Before the Red Curtain
Before the Red Curtain belongs to a set of watercolours of female nudes in indoor settings executed by Heckel at the former studio of the painter Otto Müller at number 60 of the Mommsenstrasse in Berlin, which he had occupied since autumn 1911. The young woman sits on a crude handmade stool in front of some curtains with figurative designs that fall diagonally, creating an inverted V shape. The nakedness of the model, her pose with slightly titled head and isolated position in the middle of the room help create a melancholic and sentimental atmosphere. The décor of the studio, which serves as a backdrop to this composition, was created by the artist under the influence of the primitive art of the ethnographic collections he had seen in the Dresden and Berlin museums. The influence of primitive art is also apparent in the angular forms of the model, the scheme of which is repeated in other similar watercolours, as well as in the oil painting Two Girls before a Red Curtain, of 1912.

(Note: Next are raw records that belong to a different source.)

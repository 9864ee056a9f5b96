/// Flat colors used to paint puzzle faces

/// An opaque 8-bit RGB color.
#[derive(Debug, Clone, Copy, PartialEq, Eq, Hash)]
pub struct Rgb {
    pub r: u8,
    pub g: u8,
    pub b: u8,
}

impl Rgb {
    pub const fn new(r: u8, g: u8, b: u8) -> Self {
        Self { r, g, b }
    }

    /// CSS hex notation, e.g. `#ff8800`.
    pub fn to_css(self) -> String {
        format!("#{:02x}{:02x}{:02x}", self.r, self.g, self.b)
    }
}

pub const WHITE: Rgb = Rgb::new(0xf5, 0xf5, 0xf5);
pub const YELLOW: Rgb = Rgb::new(0xff, 0xd5, 0x00);
pub const ORANGE: Rgb = Rgb::new(0xff, 0x58, 0x00);
pub const RED: Rgb = Rgb::new(0xc4, 0x1e, 0x3a);
pub const BLUE: Rgb = Rgb::new(0x00, 0x51, 0xba);
pub const GREEN: Rgb = Rgb::new(0x00, 0x9e, 0x60);
/// Plastic visible between stickers and on interior faces.
pub const BODY: Rgb = Rgb::new(0x1a, 0x1a, 0x1a);

/// Sticker colors in face order: top, bottom, left, right, back, front.
pub const STICKERS: [Rgb; 6] = [WHITE, YELLOW, ORANGE, RED, BLUE, GREEN];

/// The colors of one face: `outer` is what gets painted, `inner` the body behind it.
#[derive(Debug, Clone, Copy, PartialEq, Eq)]
pub struct FaceColors {
    pub outer: Rgb,
    pub inner: Rgb,
}

impl FaceColors {
    pub const fn new(outer: Rgb, inner: Rgb) -> Self {
        Self { outer, inner }
    }

    /// A face with no sticker.
    pub const fn body() -> Self {
        Self::new(BODY, BODY)
    }
}

impl Default for FaceColors {
    fn default() -> Self {
        Self::body()
    }
}
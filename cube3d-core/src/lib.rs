/// cube3d Core Library - Geometry, rendering and interaction for a 3×3×3 puzzle
///
/// This library holds everything that does not depend on a particular drawing
/// surface: quaternion math, the puzzle model, projection, painter's-algorithm
/// rendering, picking and the pointer gesture state machine.

pub mod color;
pub mod config;
pub mod geometry;
pub mod gesture;
pub mod input;
pub mod math;
pub mod picking;
pub mod projection;
pub mod puzzle;
pub mod render;
pub mod session;
pub mod slice;
pub mod solid;

// Re-export commonly used types
pub use color::{FaceColors, Rgb};
pub use config::{ConfigError, RenderConfig};
pub use geometry::{Face, Mesh, SolidId};
pub use gesture::{Cursor, Gesture, GestureController};
pub use input::InputState;
pub use picking::Pick;
pub use projection::{Camera, ProjectionMode};
pub use puzzle::{Axis, Puzzle};
pub use render::{DrawSurface, Renderer};
pub use session::Session;
pub use slice::SliceTurn;
pub use solid::Solid;
use anyhow::Result;
use serde::Serialize;

use crate::core::RoundState;

/// Final tally of a round, printed on exit when requested.
#[derive(Debug, Clone, Copy, PartialEq, Eq, Serialize)]
#[serde(rename_all = "camelCase")]
pub struct RoundSummary {
    pub score: i32,
    pub correct: u32,
    pub skipped: u32,
    pub words_seen: u32,
}

impl RoundSummary {
    pub fn from_round(round: &RoundState) -> Self {
        Self {
            score: round.score(),
            correct: round.correct(),
            skipped: round.skipped(),
            words_seen: round.words_seen(),
        }
    }

    pub fn to_json_line(&self) -> Result<String> {
        Ok(serde_json::to_string(self)?)
    }
}
//! Haptic boundary: plays buzz patterns.
//!
//! A terminal has no vibration motor, so [`HapticsRuntime`] plays each
//! pattern on a background tokio runtime and reports the buzz segments as
//! [`HapticSignal`]s. The host drains them between frames, rings the bell on
//! `On` and flashes the card border until `Off`.

use std::time::Duration;

use anyhow::{Context, Result};
use tokio::runtime::{Builder, Runtime};
use tokio::sync::mpsc;
use tokio::task::JoinHandle;

use crate::types::Buzz;

/// Sink for buzz requests.
pub trait Haptics {
    /// Play `buzz` once, replacing anything still playing.
    fn buzz(&mut self, buzz: Buzz);
}

/// Haptics that ignores every request (`CHARADES_HAPTICS_DISABLED`).
#[derive(Debug, Default, Clone, Copy)]
pub struct NoHaptics;

impl Haptics for NoHaptics {
    fn buzz(&mut self, _buzz: Buzz) {}
}

impl<H: Haptics> Haptics for Option<H> {
    fn buzz(&mut self, buzz: Buzz) {
        if let Some(haptics) = self {
            haptics.buzz(buzz);
        }
    }
}

/// Start or end of a buzz segment.
#[derive(Debug, Clone, Copy, PartialEq, Eq)]
pub enum HapticSignal {
    On(Buzz),
    Off,
}

/// Play one pattern: even entries are pauses, odd entries are buzz segments.
///
/// Returns early if the receiving side has gone away.
pub async fn play_pattern(buzz: Buzz, tx: mpsc::UnboundedSender<HapticSignal>) {
    for (i, &ms) in buzz.pattern().iter().enumerate() {
        let segment = Duration::from_millis(ms);
        if i % 2 == 0 {
            tokio::time::sleep(segment).await;
            continue;
        }

        if tx.send(HapticSignal::On(buzz)).is_err() {
            return;
        }
        tokio::time::sleep(segment).await;
        if tx.send(HapticSignal::Off).is_err() {
            return;
        }
    }
}

/// Background pattern player.
pub struct HapticsRuntime {
    rt: Runtime,
    signal_tx: mpsc::UnboundedSender<HapticSignal>,
    signal_rx: mpsc::UnboundedReceiver<HapticSignal>,
    playing: Option<JoinHandle<()>>,
}

impl HapticsRuntime {
    pub fn new() -> Result<Self> {
        let rt = Builder::new_multi_thread()
            .worker_threads(1)
            .thread_name("haptics")
            .enable_time()
            .build()
            .context("failed to create haptics runtime")?;
        let (signal_tx, signal_rx) = mpsc::unbounded_channel();

        Ok(Self {
            rt,
            signal_tx,
            signal_rx,
            playing: None,
        })
    }

    /// Next pending signal, without blocking.
    pub fn try_recv(&mut self) -> Option<HapticSignal> {
        self.signal_rx.try_recv().ok()
    }

    /// Stop the pattern in flight, if any.
    pub fn stop(&mut self) {
        if let Some(handle) = self.playing.take() {
            if !handle.is_finished() {
                handle.abort();
                // The aborted task may have left a segment switched on.
                let _ = self.signal_tx.send(HapticSignal::Off);
            }
        }
    }
}

impl Haptics for HapticsRuntime {
    fn buzz(&mut self, buzz: Buzz) {
        self.stop();
        if buzz.is_none() {
            return;
        }
        tracing::debug!(buzz = buzz.as_str(), pattern = ?buzz.pattern(), "playing buzz");
        let tx = self.signal_tx.clone();
        self.playing = Some(self.rt.spawn(play_pattern(buzz, tx)));
    }
}

impl Drop for HapticsRuntime {
    fn drop(&mut self) {
        self.stop();
    }
}

#[cfg(test)]
mod tests {
    use super::*;
    use tokio::time::Instant;

    async fn timeline(buzz: Buzz) -> Vec<(u64, HapticSignal)> {
        let (tx, mut rx) = mpsc::unbounded_channel();
        let start = Instant::now();
        tokio::spawn(play_pattern(buzz, tx));

        let mut out = Vec::new();
        while let Some(signal) = rx.recv().await {
            out.push((start.elapsed().as_millis() as u64, signal));
        }
        out
    }

    #[tokio::test(start_paused = true)]
    async fn panic_buzzes_immediately_for_200ms() {
        assert_eq!(
            timeline(Buzz::Panic).await,
            vec![(0, HapticSignal::On(Buzz::Panic)), (200, HapticSignal::Off)]
        );
    }

    #[tokio::test(start_paused = true)]
    async fn correct_buzzes_three_times() {
        let on = HapticSignal::On(Buzz::Correct);
        assert_eq!(
            timeline(Buzz::Correct).await,
            vec![
                (100, on),
                (200, HapticSignal::Off),
                (300, on),
                (400, HapticSignal::Off),
                (500, on),
                (600, HapticSignal::Off),
            ]
        );
    }

    #[tokio::test(start_paused = true)]
    async fn game_over_is_one_long_buzz() {
        assert_eq!(
            timeline(Buzz::GameOver).await,
            vec![
                (0, HapticSignal::On(Buzz::GameOver)),
                (2000, HapticSignal::Off)
            ]
        );
    }

    #[tokio::test(start_paused = true)]
    async fn none_pattern_is_silent() {
        assert!(timeline(Buzz::None).await.is_empty());
    }

    #[test]
    fn runtime_plays_and_replaces_patterns() {
        let mut haptics = HapticsRuntime::new().unwrap();
        haptics.buzz(Buzz::GameOver);
        std::thread::sleep(Duration::from_millis(50));

        // Replacing a long buzz switches it off right away.
        haptics.buzz(Buzz::None);
        std::thread::sleep(Duration::from_millis(50));

        let mut signals = Vec::new();
        while let Some(s) = haptics.try_recv() {
            signals.push(s);
        }
        assert_eq!(
            signals,
            vec![HapticSignal::On(Buzz::GameOver), HapticSignal::Off]
        );
    }
}
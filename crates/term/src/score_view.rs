//! ScoreView: the screen shown after the round finishes.

use crate::fb::{CellStyle, FrameBuffer, Rgb};
use crate::round_view::{card_origin, Viewport, CARD_BG, HINT_STYLE, SCREEN_BG};

pub struct ScoreView {
    card_w: u16,
    card_h: u16,
}

impl Default for ScoreView {
    fn default() -> Self {
        Self {
            card_w: 30,
            card_h: 9,
        }
    }
}

impl ScoreView {
    pub fn render_into(&self, score: i32, viewport: Viewport, fb: &mut FrameBuffer) {
        fb.resize(viewport.width, viewport.height);
        fb.clear(CellStyle::plain(SCREEN_BG, SCREEN_BG).into_cell(' '));

        let (x, y) = card_origin(viewport, self.card_w, self.card_h);
        let (w, h) = (self.card_w, self.card_h);
        let inner_w = w.saturating_sub(2);

        let card = CellStyle::plain(Rgb::new(220, 220, 220), CARD_BG);
        fb.fill_rect(x + 1, y + 1, inner_w, h.saturating_sub(2), ' ', card);
        fb.draw_box(x, y, w, h, CellStyle::plain(Rgb::new(200, 200, 200), SCREEN_BG));

        fb.put_str_centered(x + 1, inner_w, y + 2, "TIME'S UP", card.bold());
        fb.put_str_centered(x + 1, inner_w, y + 4, "SCORE", card.dim());

        let value = if score < 0 {
            CellStyle::plain(Rgb::new(230, 90, 90), CARD_BG).bold()
        } else {
            CellStyle::plain(Rgb::new(120, 220, 120), CARD_BG).bold()
        };
        fb.put_str_centered(x + 1, inner_w, y + 5, &score.to_string(), value);

        if y + h < viewport.height {
            fb.put_str_centered(0, viewport.width, y + h, "r: play again   q: quit", HINT_STYLE);
        }
    }

    pub fn render(&self, score: i32, viewport: Viewport) -> FrameBuffer {
        let mut fb = FrameBuffer::new(viewport.width, viewport.height);
        self.render_into(score, viewport, &mut fb);
        fb
    }
}
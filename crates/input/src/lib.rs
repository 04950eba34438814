//! Terminal input module.
//!
//! Maps `crossterm` key events into [`crate::types::RoundAction`]. Independent
//! of any UI framework.

pub mod map;

pub use tui_charades_types as types;

pub use map::{handle_key_event, should_quit};
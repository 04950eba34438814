//! Core round logic - pure, deterministic, and testable
//!
//! This crate contains the word-guessing round: the shuffled word deck, the
//! one-minute countdown, scoring, and the one-shot events consumed by the
//! presentation layer. It has **zero dependencies** on UI or I/O:
//!
//! - **Deterministic**: the same seed deals the same words
//! - **Synchronous**: every operation completes before returning
//! - **Host-driven time**: the caller feeds elapsed milliseconds
//!
//! # Module Structure
//!
//! - [`countdown`]: fixed-period countdown emitting ticks and a single expiry
//! - [`rng`]: LCG and the FIFO word queue refilled with shuffled decks
//! - [`round`]: the round state machine
//! - [`snapshot`]: plain copy of the round for rendering
//!
//! # Example
//!
//! ```
//! use tui_charades_core::RoundState;
//! use tui_charades_types::Buzz;
//!
//! let mut round = RoundState::new(12345);
//! round.start();
//!
//! round.mark_correct();
//! assert_eq!(round.score(), 1);
//! assert_eq!(round.pending_buzz(), Buzz::Correct);
//! round.consume_buzz();
//!
//! // One minute later the round is over.
//! round.advance(60_000);
//! assert!(round.finished());
//! assert_eq!(round.pending_buzz(), Buzz::GameOver);
//! ```

pub mod countdown;
pub mod rng;
pub mod round;
pub mod snapshot;

pub use tui_charades_types as types;

pub use countdown::{Countdown, CountdownEvent};
pub use rng::{SimpleRng, WordQueue};
pub use round::RoundState;
pub use snapshot::RoundSnapshot;
//! Presentation adapter - connects a round to the host screen.
//!
//! The round itself ([`crate::core::RoundState`]) only flips one-shot
//! fields. This crate is the consumer side of those fields:
//!
//! - [`presenter`]: forwards player intents and elapsed time into the round,
//!   then navigates and buzzes in response to its events
//! - [`navigation`]: the [`Route`]s a host can show and the [`Navigator`] seam
//! - [`haptics`]: the [`Haptics`] seam and a tokio-driven pattern player
//! - [`config`]: environment-variable configuration for the binary
//! - [`summary`]: serializable end-of-round tally
//!
//! # Example
//!
//! ```
//! use tui_charades_adapter::{CurrentRoute, NoHaptics, Presenter, Route};
//!
//! let mut presenter = Presenter::new(1, CurrentRoute::default(), NoHaptics);
//! presenter.start();
//! presenter.mark_correct();
//! presenter.advance(60_000);
//!
//! assert_eq!(presenter.navigator().0, Route::Score { score: 1 });
//! ```

pub mod config;
pub mod haptics;
pub mod navigation;
pub mod presenter;
pub mod summary;

pub use tui_charades_core as core;
pub use tui_charades_types as types;

pub use config::{Config, SummaryFormat};
pub use haptics::{play_pattern, HapticSignal, Haptics, HapticsRuntime, NoHaptics};
pub use navigation::{CurrentRoute, Navigator, Route};
pub use presenter::Presenter;
pub use summary::RoundSummary;
//! Framebuffer and style types for terminal rendering.

/// 24-bit RGB color.
#[derive(Debug, Clone, Copy, PartialEq, Eq, Default)]
pub struct Rgb {
    pub r: u8,
    pub g: u8,
    pub b: u8,
}

impl Rgb {
    pub const fn new(r: u8, g: u8, b: u8) -> Self {
        Self { r, g, b }
    }
}

/// Minimal per-cell styling.
#[derive(Debug, Clone, Copy, PartialEq, Eq)]
pub struct CellStyle {
    pub fg: Rgb,
    pub bg: Rgb,
    pub bold: bool,
    pub dim: bool,
}

impl CellStyle {
    pub const fn plain(fg: Rgb, bg: Rgb) -> Self {
        Self {
            fg,
            bg,
            bold: false,
            dim: false,
        }
    }

    pub const fn bold(self) -> Self {
        Self { bold: true, ..self }
    }

    pub const fn dim(self) -> Self {
        Self { dim: true, ..self }
    }

    pub fn into_cell(self, ch: char) -> Cell {
        Cell { ch, style: self }
    }
}

impl Default for CellStyle {
    fn default() -> Self {
        Self::plain(Rgb::new(220, 220, 220), Rgb::new(0, 0, 0))
    }
}

/// A single terminal cell.
#[derive(Debug, Clone, Copy, PartialEq, Eq)]
pub struct Cell {
    pub ch: char,
    pub style: CellStyle,
}

impl Default for Cell {
    fn default() -> Self {
        CellStyle::default().into_cell(' ')
    }
}

/// 2D grid of styled character cells.
#[derive(Debug, Clone, PartialEq, Eq)]
pub struct FrameBuffer {
    width: u16,
    height: u16,
    cells: Vec<Cell>,
}

impl FrameBuffer {
    pub fn new(width: u16, height: u16) -> Self {
        Self {
            width,
            height,
            cells: vec![Cell::default(); width as usize * height as usize],
        }
    }

    pub fn width(&self) -> u16 {
        self.width
    }

    pub fn height(&self) -> u16 {
        self.height
    }

    /// Resize in place, keeping the allocation when possible.
    pub fn resize(&mut self, width: u16, height: u16) {
        if (self.width, self.height) == (width, height) {
            return;
        }
        self.width = width;
        self.height = height;
        self.cells
            .resize(width as usize * height as usize, Cell::default());
    }

    pub fn cells(&self) -> &[Cell] {
        &self.cells
    }

    #[inline(always)]
    fn idx(&self, x: u16, y: u16) -> Option<usize> {
        (x < self.width && y < self.height).then(|| y as usize * self.width as usize + x as usize)
    }

    pub fn get(&self, x: u16, y: u16) -> Option<Cell> {
        self.idx(x, y).map(|i| self.cells[i])
    }

    pub fn set(&mut self, x: u16, y: u16, cell: Cell) {
        if let Some(i) = self.idx(x, y) {
            self.cells[i] = cell;
        }
    }

    pub fn clear(&mut self, cell: Cell) {
        self.cells.fill(cell);
    }

    pub fn put_char(&mut self, x: u16, y: u16, ch: char, style: CellStyle) {
        self.set(x, y, style.into_cell(ch));
    }

    /// Write `s` from `(x, y)`, clipped at the right edge.
    pub fn put_str(&mut self, x: u16, y: u16, s: &str, style: CellStyle) {
        for (cx, ch) in (x..self.width).zip(s.chars()) {
            self.put_char(cx, y, ch, style);
        }
    }

    /// Write `s` centered within `[x, x + w)`.
    pub fn put_str_centered(&mut self, x: u16, w: u16, y: u16, s: &str, style: CellStyle) {
        let len = s.chars().count() as u16;
        let start = x.saturating_add(w.saturating_sub(len) / 2);
        self.put_str(start, y, s, style);
    }

    pub fn put_i32(&mut self, x: u16, y: u16, v: i32, style: CellStyle) {
        self.put_str(x, y, &v.to_string(), style);
    }

    pub fn fill_rect(&mut self, x: u16, y: u16, w: u16, h: u16, ch: char, style: CellStyle) {
        for dy in 0..h {
            for dx in 0..w {
                self.put_char(x.saturating_add(dx), y.saturating_add(dy), ch, style);
            }
        }
    }

    /// Single-line box outline. Boxes smaller than 2x2 are skipped.
    pub fn draw_box(&mut self, x: u16, y: u16, w: u16, h: u16, style: CellStyle) {
        if w < 2 || h < 2 {
            return;
        }
        let (right, bottom) = (x + w - 1, y + h - 1);

        for dx in 1..w - 1 {
            self.put_char(x + dx, y, '─', style);
            self.put_char(x + dx, bottom, '─', style);
        }
        for dy in 1..h - 1 {
            self.put_char(x, y + dy, '│', style);
            self.put_char(right, y + dy, '│', style);
        }
        self.put_char(x, y, '┌', style);
        self.put_char(right, y, '┐', style);
        self.put_char(x, bottom, '└', style);
        self.put_char(right, bottom, '┘', style);
    }

    /// Collect one row as a string (for tests and debugging).
    pub fn row_text(&self, y: u16) -> String {
        (0..self.width)
            .filter_map(|x| self.get(x, y))
            .map(|c| c.ch)
            .collect()
    }

    /// Collect every row, newline separated.
    pub fn text(&self) -> String {
        (0..self.height)
            .map(|y| self.row_text(y))
            .collect::<Vec<_>>()
            .join("\n")
    }
}

#[cfg(test)]
mod tests {
    use super::*;

    #[test]
    fn put_str_clips_at_right_edge() {
        let mut fb = FrameBuffer::new(4, 1);
        fb.put_str(2, 0, "abc", CellStyle::default());
        assert_eq!(fb.row_text(0), "  ab");
    }

    #[test]
    fn centered_text_lands_in_the_middle() {
        let mut fb = FrameBuffer::new(9, 1);
        fb.put_str_centered(0, 9, 0, "cat", CellStyle::default());
        assert_eq!(fb.row_text(0), "   cat   ");
    }

    #[test]
    fn box_corners() {
        let mut fb = FrameBuffer::new(3, 3);
        fb.draw_box(0, 0, 3, 3, CellStyle::default());
        assert_eq!(fb.text(), "┌─┐\n│ │\n└─┘");
    }

    #[test]
    fn resize_keeps_dimensions_consistent() {
        let mut fb = FrameBuffer::new(2, 2);
        fb.resize(5, 3);
        assert_eq!(fb.cells().len(), 15);
        assert_eq!(fb.get(4, 2), Some(Cell::default()));
        assert_eq!(fb.get(5, 0), None);
    }
}
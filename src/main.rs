//! Terminal charades runner (default binary).
//!
//! One round lasts a minute. Enter marks the word as guessed, Backspace skips
//! it. When the clock runs out the score screen is shown; `r` plays again.

use std::fs::OpenOptions;
use std::sync::Mutex;
use std::time::{Duration, Instant};

use anyhow::{Context, Result};
use crossterm::event::{self, Event};
use tracing_subscriber::EnvFilter;

use tui_charades::adapter::{
    Config, CurrentRoute, HapticSignal, HapticsRuntime, Presenter, Route, RoundSummary,
    SummaryFormat,
};
use tui_charades::input::{handle_key_event, should_quit};
use tui_charades::term::{FrameBuffer, RoundView, ScoreView, TerminalRenderer, Viewport};

/// Input poll timeout; bounds how late a tick or buzz can be shown.
const FRAME_MS: u64 = 50;

type Host = Presenter<CurrentRoute, Option<HapticsRuntime>>;

fn main() -> Result<()> {
    let config = Config::from_env()?;
    init_logging(&config)?;
    tracing::info!(seed = config.seed, haptics = config.haptics_enabled, "starting");

    let mut term = TerminalRenderer::new();
    term.enter()?;

    let result = run(&mut term, &config);

    // Always try to restore terminal state.
    let _ = term.exit();
    let summary = result?;

    if config.summary == SummaryFormat::Json {
        println!("{}", summary.to_json_line()?);
    }
    Ok(())
}

fn init_logging(config: &Config) -> Result<()> {
    // stdout belongs to the UI; without a log file there is nowhere to log to.
    let Some(path) = &config.log_file else {
        return Ok(());
    };
    let file = OpenOptions::new()
        .create(true)
        .append(true)
        .open(path)
        .with_context(|| format!("failed to open log file {}", path.display()))?;

    tracing_subscriber::fmt()
        .with_env_filter(
            EnvFilter::try_from_default_env().unwrap_or_else(|_| EnvFilter::new("info")),
        )
        .with_writer(Mutex::new(file))
        .with_ansi(false)
        .init();
    Ok(())
}

fn run(term: &mut TerminalRenderer, config: &Config) -> Result<RoundSummary> {
    let haptics = if config.haptics_enabled {
        Some(HapticsRuntime::new()?)
    } else {
        None
    };
    let mut presenter: Host = Presenter::new(config.seed, CurrentRoute::default(), haptics);
    presenter.start();

    let round_view = RoundView::default();
    let score_view = ScoreView::default();
    let mut fb = FrameBuffer::new(0, 0);
    let mut buzzing = false;
    let mut last_drawn = None;
    let mut clock = Instant::now();

    loop {
        // Render only when something visible changed.
        let (w, h) = crossterm::terminal::size().unwrap_or((80, 24));
        let viewport = Viewport::new(w, h);
        let frame = (presenter.snapshot(), presenter.navigator().0, buzzing, viewport);
        if last_drawn != Some(frame) {
            match frame.1 {
                Route::Round => round_view.render_into(&frame.0, buzzing, viewport, &mut fb),
                Route::Score { score } => score_view.render_into(score, viewport, &mut fb),
            }
            term.draw_swap(&mut fb)?;
            last_drawn = Some(frame);
        }

        if event::poll(Duration::from_millis(FRAME_MS))? {
            match event::read()? {
                Event::Key(key) => {
                    if should_quit(key) {
                        break;
                    }
                    if let Some(action) = handle_key_event(key) {
                        presenter.apply_action(action);
                    }
                }
                Event::Resize(..) => {
                    term.invalidate();
                    last_drawn = None;
                }
                _ => {}
            }
        }

        // Advance by whole milliseconds, carrying the remainder.
        let elapsed_ms = clock.elapsed().as_millis().min(u32::MAX as u128) as u32;
        clock += Duration::from_millis(elapsed_ms as u64);
        presenter.advance(elapsed_ms);

        while let Some(signal) = presenter
            .haptics_mut()
            .as_mut()
            .and_then(HapticsRuntime::try_recv)
        {
            match signal {
                HapticSignal::On(_) => {
                    buzzing = true;
                    term.bell()?;
                }
                HapticSignal::Off => buzzing = false,
            }
        }
    }

    let summary = presenter.summary();
    presenter.dispose();
    Ok(summary)
}
//! RNG module - shuffled word deck
//!
//! The word queue holds one full deck of the fixed word list, shuffled once
//! per refill. Words are taken from the head of the deck; a fresh shuffled
//! deck is dealt only when a word is requested from an empty queue.
//!
//! Also provides a simple LCG so a seed reproduces the same word order.

use arrayvec::ArrayVec;

use crate::types::{WORDS, WORD_COUNT};

/// Simple LCG (Linear Congruential Generator) RNG
/// Uses constants from Numerical Recipes
#[derive(Debug, Clone)]
pub struct SimpleRng {
    state: u32,
}

impl SimpleRng {
    /// Create a new RNG with the given seed
    pub fn new(seed: u32) -> Self {
        // Avoid 0 seed which would produce all zeros
        let state = if seed == 0 { 1 } else { seed };
        Self { state }
    }

    /// Generate next random u32
    pub fn next_u32(&mut self) -> u32 {
        self.state = self.state.wrapping_mul(1664525).wrapping_add(1013904223);
        self.state
    }

    /// Generate random value in range [0, max)
    pub fn next_range(&mut self, max: u32) -> u32 {
        self.next_u32() % max
    }

    /// Shuffle a slice using Fisher-Yates
    pub fn shuffle<T>(&mut self, slice: &mut [T]) {
        for i in (1..slice.len()).rev() {
            let j = self.next_range((i + 1) as u32) as usize;
            slice.swap(i, j);
        }
    }
}

/// FIFO queue over shuffled decks of [`WORDS`].
#[derive(Debug, Clone)]
pub struct WordQueue {
    words: ArrayVec<&'static str, WORD_COUNT>,
    rng: SimpleRng,
    refills: u32,
}

impl WordQueue {
    /// Create an empty queue. The first [`WordQueue::pop`] deals a deck.
    pub fn new(seed: u32) -> Self {
        Self {
            words: ArrayVec::new(),
            rng: SimpleRng::new(seed),
            refills: 0,
        }
    }

    /// Replace the queue contents with a freshly shuffled deck.
    pub fn refill(&mut self) {
        self.words.clear();
        self.words.extend(WORDS.iter().copied());
        self.rng.shuffle(self.words.as_mut_slice());
        self.refills = self.refills.wrapping_add(1);
    }

    /// Take the word at the head of the queue, dealing a new deck first when empty.
    pub fn pop(&mut self) -> &'static str {
        if self.words.is_empty() {
            self.refill();
        }
        // Non-empty after refill; WORDS is a non-empty constant.
        self.words.pop_at(0).unwrap_or(WORDS[0])
    }

    /// Words left in the current deck, head first.
    pub fn remaining(&self) -> &[&'static str] {
        &self.words
    }

    pub fn len(&self) -> usize {
        self.words.len()
    }

    pub fn is_empty(&self) -> bool {
        self.words.is_empty()
    }

    /// Number of decks dealt so far.
    pub fn refills(&self) -> u32 {
        self.refills
    }
}

impl Default for WordQueue {
    fn default() -> Self {
        Self::new(1)
    }
}
use crate::types::{format_clock, Buzz, RoundPhase, ROUND_SECONDS};

/// Plain copy of the round for rendering and observers.
#[derive(Debug, Clone, Copy, PartialEq, Eq, Hash)]
pub struct RoundSnapshot {
    pub word: &'static str,
    pub score: i32,
    pub remaining_seconds: u32,
    pub phase: RoundPhase,
    pub finished: bool,
    pub pending_buzz: Buzz,
    pub correct: u32,
    pub skipped: u32,
    pub words_seen: u32,
}

impl RoundSnapshot {
    /// Time left as `MM:SS`.
    pub fn clock(&self) -> String {
        format_clock(self.remaining_seconds)
    }
}

impl Default for RoundSnapshot {
    fn default() -> Self {
        Self {
            word: "",
            score: 0,
            remaining_seconds: ROUND_SECONDS,
            phase: RoundPhase::NotStarted,
            finished: false,
            pending_buzz: Buzz::None,
            correct: 0,
            skipped: 0,
            words_seen: 0,
        }
    }
}
//! Terminal rendering for the round and score screens.
//!
//! Screens render into a plain framebuffer that is then flushed to the
//! terminal by [`TerminalRenderer`], which only rewrites changed cells.
//!
//! Goals:
//! - Keep `core` deterministic and testable
//! - Keep views pure so they can be asserted on cell by cell

pub mod fb;
pub mod renderer;
pub mod round_view;
pub mod score_view;

pub use tui_charades_core as core;
pub use tui_charades_types as types;

pub use fb::{Cell, CellStyle, FrameBuffer, Rgb};
pub use renderer::{encode_diff_into, encode_full_into, TerminalRenderer};
pub use round_view::{RoundView, Viewport};
pub use score_view::ScoreView;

The sensation of a fragmented, angular space created by the oblique lines of the curtains in contrast to the circular motifs of the pattern is heightened by the uneven application of the watercolours which, as Valeriano Bozal points out, “allows the viewer to appreciate ‘breathing spaces’ that infuse the whole image with a violent dynamism, ” as a result of which “what is a technical device becomes a stylistic and semantic factor.”